For someone like me who grew up in a third world
superslum mega city or the small town west, the large independent bookshop or scores of small second hand ones were a major part of the big city attraction. Even after I had left school and started working, for years I’d visit that bookshop district next to the university everytime I’d be in the city — you see, I work in a small town, and for years we had (almost) nothing comparable.
Then Borders opened in my town. All of a sudden, I could actually browse a numbers of shelves for something more interesting than the latest Dan Brown novel. Many a Sunday afternoon was spent sitting at their in-store cafe browsing an issue of the Foreign Affairs while sipping late while my more significant other spent some time with her girlfriends.
And then Borders closed.
All of a sudden, I am (almost) without a bookshop. Of course, these days I prefer to spend the Sunday afternoon at a playground. And bookshops aren’t really that important for getting books. Even books, in the paper format, aren’t really that important any more. But still, the end of Borders resulted in enough emotion to warrant a facebook status update or two.

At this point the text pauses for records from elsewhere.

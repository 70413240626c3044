use std::collections::BTreeMap;

use serde::Serialize;

mod error;
mod utils;
pub mod builder;
pub mod category;
#[allow(clippy::module_inception)]
pub mod classifier;
pub mod corpus;
pub mod naive_bayes;
pub mod tokenizer;
pub mod vectorizer;

pub use builder::{ClassDefinition, ClassifierBuilder};
pub use category::Category;
pub use classifier::{Classifier, Prediction};
pub use corpus::{Corpus, TrainingExample};
pub use error::ClassifierError;
pub use naive_bayes::MultinomialNb;
pub use tokenizer::Tokenizer;
pub use vectorizer::TfIdfVectorizer;

/// Information about the current state and configuration of a classifier
#[derive(Debug, Clone, PartialEq, Serialize)]
pub struct ClassifierInfo {
    /// Number of classes the classifier is trained on
    pub num_classes: usize,
    /// Labels of the classes, sorted by name
    pub class_labels: Vec<Category>,
    /// Training examples per class
    pub class_examples: BTreeMap<Category, usize>,
    /// Total number of training examples
    pub num_examples: usize,
    /// Number of terms in the TF-IDF vocabulary
    pub vocabulary_size: usize,
    /// Additive smoothing used when fitting
    pub alpha: f64,
    /// Whether class priors were learned from the corpus
    pub fit_prior: bool,
}
//! A small, deterministic classifier that tags video titles with one of four
//! categories: Education, Entertainment, Sports or Technology.
//!
//! Titles are projected into a TF-IDF vector space learned from a fixed
//! corpus of example titles, and a multinomial Naive Bayes model picks the
//! most likely category.
//!
//! # Basic Usage
//!
//! ```rust
//! # fn main() -> Result<(), Box<dyn std::error::Error>> {
//! use snaptag::Category;
//!
//! let classifier = snaptag::initialize()?;
//!
//! let category = snaptag::predict_category(&classifier, "Football Match Highlights");
//! assert_eq!(category, Category::Sports);
//! assert_eq!(classifier.predict_label("python tutorial"), "Education");
//! # Ok(())
//! # }
//! ```
//!
//! # Custom corpora
//!
//! ```rust
//! # fn main() -> Result<(), Box<dyn std::error::Error>> {
//! use snaptag::{Category, ClassDefinition, Classifier, ClassifierConfig};
//!
//! let classifier = Classifier::builder()
//!     .with_config(ClassifierConfig::default().with_alpha(0.5))
//!     .add_class(
//!         ClassDefinition::new(Category::Technology)
//!             .with_examples(vec!["rust compiler internals", "gpu benchmark"])
//!     )?
//!     .add_class(
//!         ClassDefinition::new(Category::Entertainment)
//!             .with_examples(vec!["stand up comedy", "movie review"])
//!     )?
//!     .build()?;
//!
//! let prediction = classifier.predict("new gpu benchmark results");
//! assert_eq!(prediction.category, Category::Technology);
//! # Ok(())
//! # }
//! ```

pub mod classifier;
pub mod config;

pub use classifier::{
    Category, ClassDefinition, Classifier, ClassifierBuilder, ClassifierError, ClassifierInfo,
    Corpus, MultinomialNb, Prediction, TfIdfVectorizer, Tokenizer, TrainingExample,
};
pub use config::ClassifierConfig;

/// Trains a classifier on the built-in corpus with the default configuration.
///
/// Call this once at startup and share the returned value; it never changes
/// afterwards.
///
/// # Errors
/// `BuildError` if the built-in corpus cannot be trained on.
pub fn initialize() -> Result<Classifier, ClassifierError> {
    initialize_with_config(ClassifierConfig::default())
}

/// Trains a classifier on the built-in corpus with `config`.
pub fn initialize_with_config(config: ClassifierConfig) -> Result<Classifier, ClassifierError> {
    Classifier::builder()
        .with_config(config)
        .with_corpus(Corpus::builtin())?
        .build()
}

/// Classifies a video title with an already trained classifier.
pub fn predict_category(classifier: &Classifier, title: &str) -> Category {
    classifier.predict_category(title)
}

pub fn init_logger() {
    env_logger::init();
}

Then I discovered that the second hand bookshops around my old university are also mostly gone, though the big independent bookshop still stands strong. Again, sentimental facebook status.

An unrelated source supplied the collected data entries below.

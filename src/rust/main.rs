use std::io::{self, BufRead};
use std::time::Instant;

use anyhow::{Context, Result};
use clap::Parser;
use log::info;
use snaptag::{Classifier, ClassifierConfig, Prediction};

/// Tag video titles with a category (Education, Entertainment, Sports, Technology)
#[derive(Parser)]
#[command(author, version, about, long_about = None)]
struct Args {
    /// Titles to classify; read from stdin, one per line, when omitted
    titles: Vec<String>,

    /// Additive smoothing for the Naive Bayes model (overrides SNAPTAG_ALPHA)
    #[arg(long)]
    alpha: Option<f64>,

    /// Use uniform class priors instead of learning them from the corpus
    #[arg(long)]
    no_fit_prior: bool,

    /// Print the probability of every category
    #[arg(short, long)]
    scores: bool,

    /// Print one JSON object per title
    #[arg(long)]
    json: bool,

    /// Print information about the trained model before classifying
    #[arg(long)]
    info: bool,
}

impl Args {
    fn config(&self) -> ClassifierConfig {
        let mut config = ClassifierConfig::from_env();
        if let Some(alpha) = self.alpha {
            config = config.with_alpha(alpha);
        }
        if self.no_fit_prior {
            config = config.with_fit_prior(false);
        }
        config
    }
}

fn main() -> Result<()> {
    env_logger::init();
    let args = Args::parse();

    let start_time = Instant::now();
    info!("Building classifier...");
    let classifier = snaptag::initialize_with_config(args.config())
        .context("failed to train the category classifier")?;
    info!("Classifier built in {:.2?}", start_time.elapsed());

    if args.info {
        let model_info = classifier.info();
        if args.json {
            println!("{}", serde_json::to_string(&model_info)?);
        } else {
            println!("Classes: {:?}", model_info.class_labels);
            println!("Training examples: {}", model_info.num_examples);
            println!("Vocabulary size: {}", model_info.vocabulary_size);
            println!("Smoothing alpha: {}", model_info.alpha);
            println!("Fit prior: {}", model_info.fit_prior);
        }
    }

    if args.titles.is_empty() {
        let stdin = io::stdin();
        for line in stdin.lock().lines() {
            let line = line.context("failed to read title from stdin")?;
            process_input(&classifier, &line, &args)?;
        }
    } else {
        for title in &args.titles {
            process_input(&classifier, title, &args)?;
        }
    }

    Ok(())
}

fn process_input(classifier: &Classifier, title: &str, args: &Args) -> Result<()> {
    let prediction = classifier.predict(title);
    info!("{:?} -> {}", title, prediction.category);

    if args.json {
        println!("{}", serde_json::to_string(&TitleResult { title, prediction: &prediction })?);
        return Ok(());
    }

    println!("{}\t{}", prediction.category, title);
    if args.scores {
        let mut probabilities: Vec<_> = prediction.probabilities.iter().collect();
        probabilities.sort_by(|a, b| b.1.total_cmp(a.1).then(a.0.cmp(b.0)));
        for (category, p) in probabilities {
            println!("    {}: {:.1}%", category, p * 100.0);
        }
    }
    Ok(())
}

#[derive(serde::Serialize)]
struct TitleResult<'a> {
    title: &'a str,
    #[serde(flatten)]
    prediction: &'a Prediction,
}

Nothing more. Borders made a series of bad decisions. Second hand bookshops can’t compete with the online sellers. Schumpetarian creative destruction at work. This is what progress looks like.
Then I bumped into an old friend — a self-styled ‘leftist activist’ — who was organising some community actions to protect the bookshop district. She berated me for buying books online instead of supporting the local community.
I pointed out that the ‘local bookseller’ would just get the book online, and charge me extra. Yes, I could afford the few dollars more. But then again, couldn’t the few dollars be better spent on a cuppa or something else? In effect, she was asking me to subsidise an activity which couldn’t survive on its own.
As with most things, my ‘economistic, dispassionate, cold analysis’ failed to sway the heart of the passionate activist. I wished her well.
The irony of her campaign being about conserving the status quo occurred to me much later. It also occurred to me that second hand or independent booksellers did have a very useful role above and beyond selling books. And it occurred to me that there was an example of this in my own town.
There is a bookshop in our town that specialises in Asia. They have a wonderful collection of new and old books and other materials Asia-related. Yes, I could get pretty much anything they sell online. But then again, I don’t usually go online thinking of buying a 1876 vintage wall map of South Asia. They understand marketing well. Plus, they organise book tours and events.
Borders wouldn’t have got Amitav Ghosh here. But they did. And their patrons pay a premium for this. And while Borders and whole bunch of second hand bookshops are gone, these guys are thriving.
So much for bookshops, what about books?
I guess I will still buy some books for aesthetic reasons. I like my old copy of the Rubaiyat. I like my Flashman series. And I would like to have won a signed copy of the first edition General Theory for this. But kindle is fine for Edward Luce’s pessimistim about America.